[Start of Attachment]

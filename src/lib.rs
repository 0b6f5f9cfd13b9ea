pub mod app;
pub mod build;
pub mod config;
pub mod release;
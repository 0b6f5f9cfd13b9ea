//! Docker build/push command formatting

use tracing::warn;

use crate::config::Config;
use crate::release::classifier::archive_build_arg;
use crate::release::error::ReleaseError;
use crate::release::types::{PackageKind, ReleaseTree};

/// Output section, one per image flavour
#[derive(Debug, Clone, Copy, PartialEq, Eq, Hash)]
pub enum Section {
    /// GILDAS only image
    WithoutPiic,
    /// GILDAS image bundling PIIC
    WithPiic,
}

impl Section {
    pub const ALL: [Section; 2] = [Section::WithoutPiic, Section::WithPiic];

    /// Returns the string representation of the section
    pub fn as_str(&self) -> &'static str {
        match self {
            Section::WithoutPiic => "without-piic",
            Section::WithPiic => "with-piic",
        }
    }

    /// Header line printed before the section's commands
    pub fn header(&self) -> &'static str {
        match self {
            Section::WithoutPiic => "# Without piic",
            Section::WithPiic => "# With piic",
        }
    }

    /// Dockerfile stage to build
    pub fn target(&self) -> &'static str {
        match self {
            Section::WithoutPiic => "gildas",
            Section::WithPiic => "gildas-piic",
        }
    }

    fn tag_suffix(&self) -> &'static str {
        match self {
            Section::WithoutPiic => "",
            Section::WithPiic => "-piic",
        }
    }
}

/// Base image flavour
#[derive(Debug, Clone, Copy, PartialEq, Eq, Default)]
pub enum Variant {
    #[default]
    Standard,
    Alpine,
}

impl Variant {
    pub fn from_alpine(alpine: bool) -> Self {
        if alpine {
            Variant::Alpine
        } else {
            Variant::Standard
        }
    }

    pub fn is_alpine(&self) -> bool {
        *self == Variant::Alpine
    }

    pub fn dockerfile(&self) -> &'static str {
        match self {
            Variant::Standard => "Dockerfile",
            Variant::Alpine => "Dockerfile.alpine",
        }
    }

    fn tag_suffix(&self) -> &'static str {
        match self {
            Variant::Standard => "",
            Variant::Alpine => "-alpine",
        }
    }
}

/// Image tag for a release (or `latest`) in a section and variant
///
/// Examples:
/// - ("jun23b", WithoutPiic, Standard) -> "jun23b"
/// - ("latest", WithPiic, Standard) -> "latest-piic"
/// - ("jun23b", WithPiic, Alpine) -> "jun23b-piic-alpine"
pub fn image_tag(base: &str, section: Section, variant: Variant) -> String {
    format!("{}{}{}", base, section.tag_suffix(), variant.tag_suffix())
}

/// A build/push command line and the state of its image on the registry
#[derive(Debug, Clone, PartialEq, Eq)]
pub struct BuildCommand {
    pub section: Section,
    pub release: String,
    /// Whether the release tag is already published
    pub in_dockerhub: bool,
    pub command: String,
    pub alpine: bool,
}

impl BuildCommand {
    /// Image tag this command publishes for its release
    pub fn tag(&self) -> String {
        image_tag(&self.release, self.section, Variant::from_alpine(self.alpine))
    }
}

/// Formats the shell commands building and pushing release images
pub struct CommandBuilder<'a> {
    config: &'a Config,
    variant: Variant,
}

impl<'a> CommandBuilder<'a> {
    pub fn new(config: &'a Config, variant: Variant) -> Self {
        Self { config, variant }
    }

    pub fn variant(&self) -> Variant {
        self.variant
    }

    /// Command for the GILDAS only image
    ///
    /// Fails when the release is in neither GILDAS tree.
    pub fn without_piic(&self, gildas: &ReleaseTree, release: &str) -> Result<String, ReleaseError> {
        let gildas_arg = archive_build_arg(
            gildas,
            release,
            self.config.archive_url(PackageKind::Gildas),
        )?;

        Ok(self.render(Section::WithoutPiic, release, gildas_arg.into_iter()))
    }

    /// Command for the image bundling PIIC
    ///
    /// Returns `None` when either package lacks the release: many GILDAS
    /// releases have no PIIC counterpart.
    pub fn with_piic(
        &self,
        gildas: &ReleaseTree,
        piic: &ReleaseTree,
        release: &str,
    ) -> Option<String> {
        let gildas_arg = match archive_build_arg(
            gildas,
            release,
            self.config.archive_url(PackageKind::Gildas),
        ) {
            Ok(arg) => arg,
            Err(e) => {
                warn!("Skipping PIIC build for {}: {}", release, e);
                return None;
            }
        };

        let piic_arg = match archive_build_arg(
            piic,
            release,
            self.config.archive_url(PackageKind::Piic),
        ) {
            Ok(arg) => arg,
            Err(e) => {
                warn!("Skipping PIIC build for {} (no PIIC archive): {}", release, e);
                return None;
            }
        };

        Some(self.render(
            Section::WithPiic,
            release,
            gildas_arg.into_iter().chain(piic_arg),
        ))
    }

    fn render(
        &self,
        section: Section,
        release: &str,
        build_args: impl Iterator<Item = String>,
    ) -> String {
        let repository = &self.config.repository;
        let tag = image_tag(release, section, self.variant);
        let latest = image_tag("latest", section, self.variant);

        let mut parts = vec![
            format!("export release={};", release),
            "docker build".to_string(),
            format!("--tag {}:{}", repository, tag),
            format!("--tag {}:{}", repository, latest),
            format!("--target {}", section.target()),
        ];
        parts.extend(build_args);
        parts.extend([
            "--build-arg release=$release".to_string(),
            format!("-f {} .", self.variant.dockerfile()),
            format!("&& docker push {}:{}", repository, tag),
            format!("&& docker push {}:{}", repository, latest),
        ]);

        parts.join(" ")
    }
}
#![allow(dead_code)]

pub mod source;

pub use source::{StubRegistry, StubSource};
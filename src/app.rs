//! Command-line run: load the catalog, plan, print

use std::io::Write;

use crate::build::command::{CommandBuilder, Variant};
use crate::build::output::write_commands;
use crate::build::planner::Planner;
use crate::config::Config;
use crate::release::catalog::ReleaseCatalog;
use crate::release::registry::TagRegistry;
use crate::release::source::ReleaseSource;

/// What to print
#[derive(Debug, Clone, Default, PartialEq, Eq)]
pub struct RunOptions {
    /// Single release to print; every known release when `None`
    pub release: Option<String>,
    /// Keep releases already on the registry (all-releases mode only)
    pub force: bool,
    pub alpine: bool,
}

/// Fetch upstream state once and write the commands to `out`
pub async fn run<S, R, W>(
    config: &Config,
    source: &S,
    registry: &R,
    options: &RunOptions,
    out: &mut W,
) -> anyhow::Result<()>
where
    S: ReleaseSource + ?Sized,
    R: TagRegistry + ?Sized,
    W: Write,
{
    let catalog = ReleaseCatalog::load(source, registry, &config.repository).await?;
    let builder = CommandBuilder::new(config, Variant::from_alpine(options.alpine));
    let planner = Planner::new(&catalog, builder);

    let commands = match options.release.as_deref().filter(|r| !r.is_empty()) {
        // Single release mode always reports published images too
        Some(release) => planner.release_commands(release, false)?,
        None => planner.all_commands(!options.force)?,
    };

    write_commands(out, &commands)?;
    Ok(())
}
//! Main/archive classification of a release for one package

use crate::release::error::ReleaseError;
use crate::release::types::ReleaseTree;

/// Where a release tarball can be downloaded from
#[derive(Debug, Clone, Copy, PartialEq, Eq)]
pub enum Availability {
    /// Served from the main distribution directory
    Main,
    /// Only served from the archive directory
    Archive,
}

/// Locate a release in a package's trees
///
/// The main tree wins when a release is listed in both.
pub fn locate(tree: &ReleaseTree, release: &str) -> Result<Availability, ReleaseError> {
    if tree.main.iter().any(|r| r == release) {
        return Ok(Availability::Main);
    }
    if tree.archive.iter().any(|r| r == release) {
        return Ok(Availability::Archive);
    }
    Err(ReleaseError::NotFound {
        package: tree.package,
        release: release.to_string(),
    })
}

/// Build argument selecting the download location of a release
///
/// # Returns
/// * `Ok(None)` - Release is in the main tree, the image default applies
/// * `Ok(Some(arg))` - `--build-arg <ARG_NAME>=<archive_url>` for archived releases
/// * `Err(ReleaseError::NotFound)` - Release is in neither tree
pub fn archive_build_arg(
    tree: &ReleaseTree,
    release: &str,
    archive_url: &str,
) -> Result<Option<String>, ReleaseError> {
    match locate(tree, release)? {
        Availability::Main => Ok(None),
        Availability::Archive => Ok(Some(format!(
            "--build-arg {}={}",
            tree.package.build_arg_name(),
            archive_url
        ))),
    }
}
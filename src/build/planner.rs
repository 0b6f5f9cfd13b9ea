//! Selection of the build commands to print
//!
//! Two modes:
//! - all releases: every release found upstream, optionally limited to the
//!   images missing from the registry
//! - single release: both image flavours of one release

use tracing::{debug, warn};

use crate::build::command::{BuildCommand, CommandBuilder, Section, image_tag};
use crate::release::catalog::ReleaseCatalog;
use crate::release::error::ReleaseError;
use crate::release::ordering::sort_by_release;

/// Builds the command list for a loaded catalog
pub struct Planner<'a> {
    catalog: &'a ReleaseCatalog,
    builder: CommandBuilder<'a>,
}

impl<'a> Planner<'a> {
    pub fn new(catalog: &'a ReleaseCatalog, builder: CommandBuilder<'a>) -> Self {
        Self { catalog, builder }
    }

    /// Commands for one release, GILDAS only first, then with PIIC
    ///
    /// # Arguments
    /// * `release` - Release identifier (e.g. "jan26a")
    /// * `missing_only` - Drop commands whose image tag is already published
    pub fn release_commands(
        &self,
        release: &str,
        missing_only: bool,
    ) -> Result<Vec<BuildCommand>, ReleaseError> {
        let gildas = &self.catalog.gildas;
        let piic = &self.catalog.piic;
        let mut commands = Vec::new();

        if !gildas.contains(release) && !piic.contains(release) {
            warn!("Release '{}' is not available upstream", release);
            return Ok(commands);
        }

        if gildas.contains(release) {
            let command = self.builder.without_piic(gildas, release)?;
            self.push(&mut commands, Section::WithoutPiic, release, command, missing_only);
        }

        if piic.contains(release) {
            if let Some(command) = self.builder.with_piic(gildas, piic, release) {
                self.push(&mut commands, Section::WithPiic, release, command, missing_only);
            }
        }

        Ok(commands)
    }

    /// Commands for every known release, oldest release first
    pub fn all_commands(&self, missing_only: bool) -> Result<Vec<BuildCommand>, ReleaseError> {
        let mut commands = Vec::new();
        for release in self.catalog.all_releases() {
            commands.extend(self.release_commands(release, missing_only)?);
        }

        // Stable, so each release keeps its sections in order
        sort_by_release(&mut commands, |c| c.release.as_str());

        Ok(commands)
    }

    fn push(
        &self,
        commands: &mut Vec<BuildCommand>,
        section: Section,
        release: &str,
        command: String,
        missing_only: bool,
    ) {
        let variant = self.builder.variant();
        let tag = image_tag(release, section, variant);
        let in_dockerhub = self.catalog.is_published(&tag);

        if missing_only && in_dockerhub {
            debug!("{} ({}) already published, skipping", tag, section.as_str());
            return;
        }

        commands.push(BuildCommand {
            section,
            release: release.to_string(),
            in_dockerhub,
            command,
            alpine: variant.is_alpine(),
        });
    }
}
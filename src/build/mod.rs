//! Docker command generation
//!
//! # Modules
//!
//! - [`command`]: Tag naming and build/push command formatting
//! - [`output`]: Section rendering for standard output
//! - [`planner`]: Which releases get a command, in which order

pub mod command;
pub mod output;
pub mod planner;
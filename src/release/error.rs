use thiserror::Error;

use crate::release::types::PackageKind;

#[derive(Debug, Error)]
pub enum RegistryError {
    #[error("Network error: {0}")]
    Network(#[from] reqwest::Error),

    #[error("Not found: {0}")]
    NotFound(String),

    #[error("Invalid response: {0}")]
    InvalidResponse(String),
}

#[derive(Debug, Error, PartialEq, Eq)]
pub enum ReleaseError {
    #[error("{package} release '{release}' not found in main or archive trees")]
    NotFound {
        package: PackageKind,
        release: String,
    },

    #[error("Unknown package '{0}'")]
    UnknownPackage(String),
}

[End of Attachment]

Search the entries for the string "bundling" and return each line where it turns up.

    /// GILDAS image bundling PIIC
    /// Command for the image bundling PIIC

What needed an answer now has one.